I agree with others. You need to leave him immediately. Do you have family/friends you can stay with?
This will never get better.Unacceptable. That’s abuse. It will only escalate if allowed to continue. Sorry you’re in love but people that truly love you (not just what you can do for them), don’t abuse you. You need to end the relationship.
Dump his ass right now! Violent control freaks do NOT get better. They get worse very quickly.
Because he's an asshole with emotional problems? Its not normal thats all I can say.
- u
Because this is how he prefers to deal with situations he can't get his own way with and because u stay with him he feels he can continue
You need to get away from that abusive man before things get much worse.
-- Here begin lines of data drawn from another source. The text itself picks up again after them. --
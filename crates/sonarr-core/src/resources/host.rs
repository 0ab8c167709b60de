// Host configuration singleton: `config/host`
//
// The server's flat host config is regrouped into nested blocks. Its three
// secrets are never read back from the wire; state always carries what the
// user last wrote (or what an import identifier supplied).

use serde::{Deserialize, Serialize};
use sonarr_api::endpoint;
use sonarr_api::models::HostConfigResource;
use tracing::warn;

use crate::diagnostics::{Diagnostic, DiagnosticKind, Diagnostics};
use crate::engine::{Lifecycle, ManagedResource, SingletonWrite};
use crate::error::CoreError;
use crate::sensitive::SensitiveRegister;

const AUTH_PASSWORD: &str = "authentication.password";
const PROXY_PASSWORD: &str = "proxy.password";
const SSL_PASSWORD: &str = "ssl.certificate_password";

// ── Blocks ───────────────────────────────────────────────────────────

#[derive(Debug, Clone, Default, PartialEq, Serialize, Deserialize)]
pub struct Authentication {
    #[serde(default)]
    pub method: String,
    #[serde(default)]
    pub required: String,
    #[serde(default)]
    pub username: String,
    #[serde(default, skip_serializing_if = "Option::is_none")]
    pub password: Option<String>,
}

#[derive(Debug, Clone, Default, PartialEq, Serialize, Deserialize)]
pub struct Proxy {
    #[serde(default)]
    pub enabled: bool,
    #[serde(default, rename = "type")]
    pub kind: String,
    #[serde(default)]
    pub hostname: String,
    #[serde(default)]
    pub port: i64,
    #[serde(default)]
    pub username: String,
    #[serde(default, skip_serializing_if = "Option::is_none")]
    pub password: Option<String>,
    #[serde(default)]
    pub bypass_filter: String,
    #[serde(default)]
    pub bypass_local_addresses: bool,
}

#[derive(Debug, Clone, Default, PartialEq, Serialize, Deserialize)]
pub struct Ssl {
    #[serde(default)]
    pub enabled: bool,
    #[serde(default)]
    pub port: i64,
    #[serde(default)]
    pub cert_path: String,
    #[serde(default, skip_serializing_if = "Option::is_none")]
    pub certificate_password: Option<String>,
    #[serde(default)]
    pub certificate_validation: String,
}

#[derive(Debug, Clone, Default, PartialEq, Serialize, Deserialize)]
pub struct Logging {
    #[serde(default)]
    pub analytics_enabled: bool,
    #[serde(default)]
    pub log_level: String,
    /// Independent of `log_level`; omitted from requests when unset.
    #[serde(default, skip_serializing_if = "Option::is_none")]
    pub console_log_level: Option<String>,
}

#[derive(Debug, Clone, Default, PartialEq, Serialize, Deserialize)]
pub struct Backup {
    #[serde(default)]
    pub folder: String,
    #[serde(default)]
    pub interval: i64,
    #[serde(default)]
    pub retention: i64,
}

#[derive(Debug, Clone, Default, PartialEq, Serialize, Deserialize)]
pub struct Update {
    #[serde(default)]
    pub mechanism: String,
    #[serde(default)]
    pub branch: String,
    #[serde(default)]
    pub script_path: String,
    #[serde(default)]
    pub update_automatically: bool,
}

// ── Host ─────────────────────────────────────────────────────────────

#[derive(Debug, Clone, Default, PartialEq, Serialize, Deserialize)]
pub struct Host {
    #[serde(default)]
    pub id: i64,
    #[serde(default)]
    pub bind_address: String,
    #[serde(default)]
    pub port: i64,
    #[serde(default)]
    pub url_base: String,
    #[serde(default)]
    pub instance_name: String,
    #[serde(default)]
    pub application_url: String,
    #[serde(default)]
    pub launch_browser: bool,
    #[serde(default)]
    pub authentication: Authentication,
    #[serde(default)]
    pub proxy: Proxy,
    #[serde(default)]
    pub ssl: Ssl,
    #[serde(default)]
    pub logging: Logging,
    #[serde(default)]
    pub backup: Backup,
    #[serde(default)]
    pub update: Update,
}

impl ManagedResource for Host {
    type State = Self;
    type Wire = HostConfigResource;

    const TYPE_NAME: &'static str = "host";
    const ENDPOINT: &'static str = endpoint::HOST_CONFIG;
    const LIFECYCLE: Lifecycle = Lifecycle::Singleton {
        write: SingletonWrite::ById,
    };

    fn build_wire(state: &Self) -> Result<HostConfigResource, CoreError> {
        let auth = &state.authentication;
        Ok(HostConfigResource {
            id: state.id,
            bind_address: state.bind_address.clone(),
            port: state.port,
            url_base: state.url_base.clone(),
            instance_name: state.instance_name.clone(),
            application_url: state.application_url.clone(),
            launch_browser: state.launch_browser,

            authentication_method: auth.method.clone(),
            authentication_required: auth.required.clone(),
            username: auth.username.clone(),
            password: auth.password.clone(),
            password_confirmation: auth.password.clone(),

            proxy_enabled: state.proxy.enabled,
            proxy_type: state.proxy.kind.clone(),
            proxy_hostname: state.proxy.hostname.clone(),
            proxy_port: state.proxy.port,
            proxy_username: state.proxy.username.clone(),
            proxy_password: state.proxy.password.clone(),
            proxy_bypass_filter: state.proxy.bypass_filter.clone(),
            proxy_bypass_local_addresses: state.proxy.bypass_local_addresses,

            enable_ssl: state.ssl.enabled,
            ssl_port: state.ssl.port,
            ssl_cert_path: state.ssl.cert_path.clone(),
            ssl_cert_password: state.ssl.certificate_password.clone(),
            certificate_validation: state.ssl.certificate_validation.clone(),

            analytics_enabled: state.logging.analytics_enabled,
            log_level: state.logging.log_level.clone(),
            console_log_level: state.logging.console_log_level.clone(),

            backup_folder: state.backup.folder.clone(),
            backup_interval: state.backup.interval,
            backup_retention: state.backup.retention,

            update_mechanism: state.update.mechanism.clone(),
            branch: state.update.branch.clone(),
            update_script_path: state.update.script_path.clone(),
            update_automatically: state.update.update_automatically,
        })
    }

    fn apply_wire(wire: HostConfigResource) -> Result<Self, CoreError> {
        Ok(Self {
            id: wire.id,
            bind_address: wire.bind_address,
            port: wire.port,
            url_base: wire.url_base,
            instance_name: wire.instance_name,
            application_url: wire.application_url,
            launch_browser: wire.launch_browser,
            authentication: Authentication {
                method: wire.authentication_method,
                required: wire.authentication_required,
                username: wire.username,
                password: None,
            },
            proxy: Proxy {
                enabled: wire.proxy_enabled,
                kind: wire.proxy_type,
                hostname: wire.proxy_hostname,
                port: wire.proxy_port,
                username: wire.proxy_username,
                password: None,
                bypass_filter: wire.proxy_bypass_filter,
                bypass_local_addresses: wire.proxy_bypass_local_addresses,
            },
            ssl: Ssl {
                enabled: wire.enable_ssl,
                port: wire.ssl_port,
                cert_path: wire.ssl_cert_path,
                certificate_password: None,
                certificate_validation: wire.certificate_validation,
            },
            logging: Logging {
                analytics_enabled: wire.analytics_enabled,
                log_level: wire.log_level,
                console_log_level: wire.console_log_level,
            },
            backup: Backup {
                folder: wire.backup_folder,
                interval: wire.backup_interval,
                retention: wire.backup_retention,
            },
            update: Update {
                mechanism: wire.update_mechanism,
                branch: wire.branch,
                script_path: wire.update_script_path,
                update_automatically: wire.update_automatically,
            },
        })
    }

    fn identifier(state: &Self) -> i64 {
        state.id
    }

    fn set_identifier(state: &mut Self, id: i64) {
        state.id = id;
    }

    fn capture_sensitive(state: &Self) -> SensitiveRegister {
        let mut register = SensitiveRegister::default();
        register.capture(AUTH_PASSWORD, state.authentication.password.as_deref());
        register.capture(PROXY_PASSWORD, state.proxy.password.as_deref());
        register.capture(SSL_PASSWORD, state.ssl.certificate_password.as_deref());
        register
    }

    fn restore_sensitive(state: &mut Self, register: &SensitiveRegister) {
        state.authentication.password = register.restore(AUTH_PASSWORD);
        state.proxy.password = register.restore(PROXY_PASSWORD);
        state.ssl.certificate_password = register.restore(SSL_PASSWORD);
    }

    fn check(plan: &Self, diagnostics: &mut Diagnostics) {
        if plan.logging.console_log_level.is_none() {
            warn!(resource = Self::TYPE_NAME, "console_log_level not set");
            diagnostics.push(
                Diagnostic::warning(
                    DiagnosticKind::Advisory,
                    "logging.console_log_level is no longer copied from logging.log_level; \
                     set it explicitly to manage the console log level",
                )
                .with_attribute("logging.console_log_level"),
            );
        }
    }

    /// The identifier is the current authentication password.
    fn import_seed(identifier: &str) -> Result<Self, CoreError> {
        Ok(Self {
            id: endpoint::SINGLETON_ID,
            authentication: Authentication {
                password: (!identifier.is_empty()).then(|| identifier.to_owned()),
                ..Default::default()
            },
            ..Default::default()
        })
    }
}

#[cfg(test)]
#[allow(clippy::unwrap_used)]
mod tests {
    use pretty_assertions::assert_eq;

    use super::*;

    #[test]
    fn password_confirmation_mirrors_password() {
        let host = Host {
            id: 1,
            authentication: Authentication {
                method: "forms".into(),
                password: Some("pw".into()),
                ..Default::default()
            },
            ..Default::default()
        };
        let wire = Host::build_wire(&host).unwrap();
        assert_eq!(wire.password_confirmation.as_deref(), Some("pw"));
        assert_eq!(wire.console_log_level, None);
    }

    #[test]
    fn console_level_is_its_own_slot() {
        let host = Host {
            logging: Logging {
                log_level: "debug".into(),
                console_log_level: Some("info".into()),
                ..Default::default()
            },
            ..Default::default()
        };
        let wire = Host::build_wire(&host).unwrap();
        assert_eq!(wire.log_level, "debug");
        assert_eq!(wire.console_log_level.as_deref(), Some("info"));

        let mut diagnostics = Diagnostics::default();
        Host::check(&host, &mut diagnostics);
        assert!(diagnostics.is_empty());
    }

    #[test]
    fn missing_console_level_warns() {
        let mut diagnostics = Diagnostics::default();
        Host::check(&Host::default(), &mut diagnostics);
        assert_eq!(diagnostics.len(), 1);
        assert!(!diagnostics.has_errors());
    }

    #[test]
    fn wire_passwords_are_ignored() {
        let wire = HostConfigResource {
            id: 1,
            password: Some("********".into()),
            proxy_password: Some("********".into()),
            ..Default::default()
        };
        let state = Host::apply_wire(wire).unwrap();
        assert_eq!(state.authentication.password, None);
        assert_eq!(state.proxy.password, None);
    }

    #[test]
    fn import_seeds_password() {
        let seed = Host::import_seed("p@ssw0rd").unwrap();
        assert_eq!(seed.id, 1);
        assert_eq!(seed.authentication.password.as_deref(), Some("p@ssw0rd"));

        let register = Host::capture_sensitive(&seed);
        assert_eq!(register.get(AUTH_PASSWORD), Some("p@ssw0rd"));
    }
}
Whatever it takes, get away. You deserve better.
This is the mark of an abuser who is controlling and perhaps insecure. It is a situation very likely to grow only worse. When you're on a ship you see is sinking, you can either go down with it or else abandon ship. The choice is yours.
Holy crap he's abusive. Honey, please, leave him and don't go back to him. It will get worse.
The word "violent" should never be in any sentence containing a woman. Period.
He has poor impulse control - leave him and find someone better.
Because you let him. Stop being a doormat. Break it off or decide to be a victim forever.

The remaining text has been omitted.